■ Assignment
From the first line of the entries below to the line with "variants it cares", give each line again exactly.

■ Exercise data
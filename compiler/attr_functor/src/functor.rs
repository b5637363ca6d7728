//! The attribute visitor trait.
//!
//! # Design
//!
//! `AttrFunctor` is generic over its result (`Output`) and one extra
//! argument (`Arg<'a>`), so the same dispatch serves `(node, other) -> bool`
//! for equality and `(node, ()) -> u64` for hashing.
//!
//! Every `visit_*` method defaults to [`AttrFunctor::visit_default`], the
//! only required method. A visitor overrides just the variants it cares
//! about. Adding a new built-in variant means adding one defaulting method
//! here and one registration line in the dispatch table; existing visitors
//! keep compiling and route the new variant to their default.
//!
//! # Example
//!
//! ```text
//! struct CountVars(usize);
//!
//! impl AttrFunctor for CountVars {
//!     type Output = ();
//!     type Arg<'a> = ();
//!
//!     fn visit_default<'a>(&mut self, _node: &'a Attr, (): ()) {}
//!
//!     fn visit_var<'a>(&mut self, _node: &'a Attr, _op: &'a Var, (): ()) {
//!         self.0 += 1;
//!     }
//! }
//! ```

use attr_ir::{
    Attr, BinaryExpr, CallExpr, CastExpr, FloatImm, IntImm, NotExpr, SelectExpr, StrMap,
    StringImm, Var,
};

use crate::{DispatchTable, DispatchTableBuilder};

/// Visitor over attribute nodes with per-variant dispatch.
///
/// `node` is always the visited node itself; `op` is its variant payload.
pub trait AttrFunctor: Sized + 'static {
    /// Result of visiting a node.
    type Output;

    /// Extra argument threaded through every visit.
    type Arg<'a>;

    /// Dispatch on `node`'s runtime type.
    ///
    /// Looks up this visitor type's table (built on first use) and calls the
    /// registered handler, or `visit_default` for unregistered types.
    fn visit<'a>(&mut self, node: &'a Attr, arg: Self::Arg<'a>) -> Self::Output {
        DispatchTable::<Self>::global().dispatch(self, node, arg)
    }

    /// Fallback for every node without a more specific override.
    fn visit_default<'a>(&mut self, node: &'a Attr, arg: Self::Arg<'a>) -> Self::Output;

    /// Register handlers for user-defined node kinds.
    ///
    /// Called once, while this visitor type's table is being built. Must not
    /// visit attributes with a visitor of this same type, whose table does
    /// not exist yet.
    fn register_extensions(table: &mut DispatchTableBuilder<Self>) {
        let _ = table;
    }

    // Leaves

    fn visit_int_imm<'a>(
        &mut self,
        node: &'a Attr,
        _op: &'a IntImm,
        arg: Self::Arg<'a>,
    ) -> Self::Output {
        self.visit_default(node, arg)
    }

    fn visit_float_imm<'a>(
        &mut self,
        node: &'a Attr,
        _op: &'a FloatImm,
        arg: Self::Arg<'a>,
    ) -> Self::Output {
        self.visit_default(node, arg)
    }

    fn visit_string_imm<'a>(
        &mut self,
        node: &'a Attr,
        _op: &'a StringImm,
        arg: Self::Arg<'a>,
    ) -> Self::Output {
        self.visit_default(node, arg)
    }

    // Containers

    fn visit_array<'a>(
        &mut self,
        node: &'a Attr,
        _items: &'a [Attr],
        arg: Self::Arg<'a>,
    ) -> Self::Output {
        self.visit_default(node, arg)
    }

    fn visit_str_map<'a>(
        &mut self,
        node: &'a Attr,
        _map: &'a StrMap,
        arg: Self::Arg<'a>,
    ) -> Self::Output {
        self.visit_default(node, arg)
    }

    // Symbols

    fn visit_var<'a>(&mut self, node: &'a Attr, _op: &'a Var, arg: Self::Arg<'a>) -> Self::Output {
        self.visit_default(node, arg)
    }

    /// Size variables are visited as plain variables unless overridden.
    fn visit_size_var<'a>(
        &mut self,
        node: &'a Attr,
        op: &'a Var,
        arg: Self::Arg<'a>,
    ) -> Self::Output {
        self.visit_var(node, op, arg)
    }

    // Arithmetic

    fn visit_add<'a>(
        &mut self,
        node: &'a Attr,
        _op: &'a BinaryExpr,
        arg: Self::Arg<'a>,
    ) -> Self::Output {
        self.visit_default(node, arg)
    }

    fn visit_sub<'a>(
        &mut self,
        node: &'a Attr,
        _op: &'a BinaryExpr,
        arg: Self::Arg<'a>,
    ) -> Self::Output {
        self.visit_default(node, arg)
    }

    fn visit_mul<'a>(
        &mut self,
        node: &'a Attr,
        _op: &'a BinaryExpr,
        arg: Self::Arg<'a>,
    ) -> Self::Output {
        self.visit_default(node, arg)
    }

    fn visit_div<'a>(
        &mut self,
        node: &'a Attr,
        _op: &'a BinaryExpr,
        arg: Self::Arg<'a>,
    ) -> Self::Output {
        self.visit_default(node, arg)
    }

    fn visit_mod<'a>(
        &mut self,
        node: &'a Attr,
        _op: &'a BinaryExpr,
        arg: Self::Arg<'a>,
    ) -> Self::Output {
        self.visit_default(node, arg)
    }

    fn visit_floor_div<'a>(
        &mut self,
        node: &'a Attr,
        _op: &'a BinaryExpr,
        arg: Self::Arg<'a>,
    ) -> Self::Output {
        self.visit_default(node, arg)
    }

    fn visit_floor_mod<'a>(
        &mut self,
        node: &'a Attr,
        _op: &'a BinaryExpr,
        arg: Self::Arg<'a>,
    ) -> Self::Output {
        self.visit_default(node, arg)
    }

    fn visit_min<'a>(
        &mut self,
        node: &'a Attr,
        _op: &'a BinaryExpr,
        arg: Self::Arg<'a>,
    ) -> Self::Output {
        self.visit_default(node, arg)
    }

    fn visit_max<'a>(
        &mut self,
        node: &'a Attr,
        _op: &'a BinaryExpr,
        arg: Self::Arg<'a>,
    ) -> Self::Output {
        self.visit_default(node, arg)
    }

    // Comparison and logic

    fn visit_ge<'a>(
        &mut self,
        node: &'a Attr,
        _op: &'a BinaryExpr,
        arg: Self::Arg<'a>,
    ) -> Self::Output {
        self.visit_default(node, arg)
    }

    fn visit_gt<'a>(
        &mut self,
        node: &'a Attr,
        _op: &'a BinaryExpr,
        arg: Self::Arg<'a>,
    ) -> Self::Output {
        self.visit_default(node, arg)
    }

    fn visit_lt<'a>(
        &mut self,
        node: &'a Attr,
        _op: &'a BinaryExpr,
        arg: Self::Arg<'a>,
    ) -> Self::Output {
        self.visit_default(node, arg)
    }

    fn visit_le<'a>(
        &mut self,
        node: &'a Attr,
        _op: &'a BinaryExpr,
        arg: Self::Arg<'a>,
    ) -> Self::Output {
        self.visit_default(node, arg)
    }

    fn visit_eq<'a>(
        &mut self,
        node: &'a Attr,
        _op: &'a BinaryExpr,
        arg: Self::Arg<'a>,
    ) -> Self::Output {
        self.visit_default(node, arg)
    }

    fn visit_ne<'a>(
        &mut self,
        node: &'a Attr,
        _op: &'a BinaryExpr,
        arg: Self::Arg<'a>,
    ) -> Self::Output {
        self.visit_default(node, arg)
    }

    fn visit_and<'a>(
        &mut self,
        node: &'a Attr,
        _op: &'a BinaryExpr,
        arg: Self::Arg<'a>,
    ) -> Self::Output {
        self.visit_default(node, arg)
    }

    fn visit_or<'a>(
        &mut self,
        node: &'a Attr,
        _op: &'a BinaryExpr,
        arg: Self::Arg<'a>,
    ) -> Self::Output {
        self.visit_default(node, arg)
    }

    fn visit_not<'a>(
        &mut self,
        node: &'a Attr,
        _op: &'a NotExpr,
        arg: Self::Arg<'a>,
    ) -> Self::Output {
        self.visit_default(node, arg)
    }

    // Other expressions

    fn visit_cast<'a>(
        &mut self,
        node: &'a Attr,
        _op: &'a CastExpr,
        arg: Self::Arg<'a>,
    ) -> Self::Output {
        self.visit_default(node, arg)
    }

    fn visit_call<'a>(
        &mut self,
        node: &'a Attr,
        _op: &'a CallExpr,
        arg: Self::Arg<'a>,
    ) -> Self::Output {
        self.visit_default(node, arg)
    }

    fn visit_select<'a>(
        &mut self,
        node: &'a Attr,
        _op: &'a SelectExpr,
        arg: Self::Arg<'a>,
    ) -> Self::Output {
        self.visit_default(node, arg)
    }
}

■ Exercise output
filename compiler/attr_functor/src/functor.rs
repository b5637363ca6d7728
//! The attribute visitor trait.
//!
//! # Design
//!
//! `AttrFunctor` is generic over its result (`Output`) and one extra
//! argument (`Arg<'a>`), so the same dispatch serves `(node, other) -> bool`
//! for equality and `(node, ()) -> u64` for hashing.
//!
//! Every `visit_*` method defaults to [`AttrFunctor::visit_default`], the
//! only required method. A visitor overrides just the variants it cares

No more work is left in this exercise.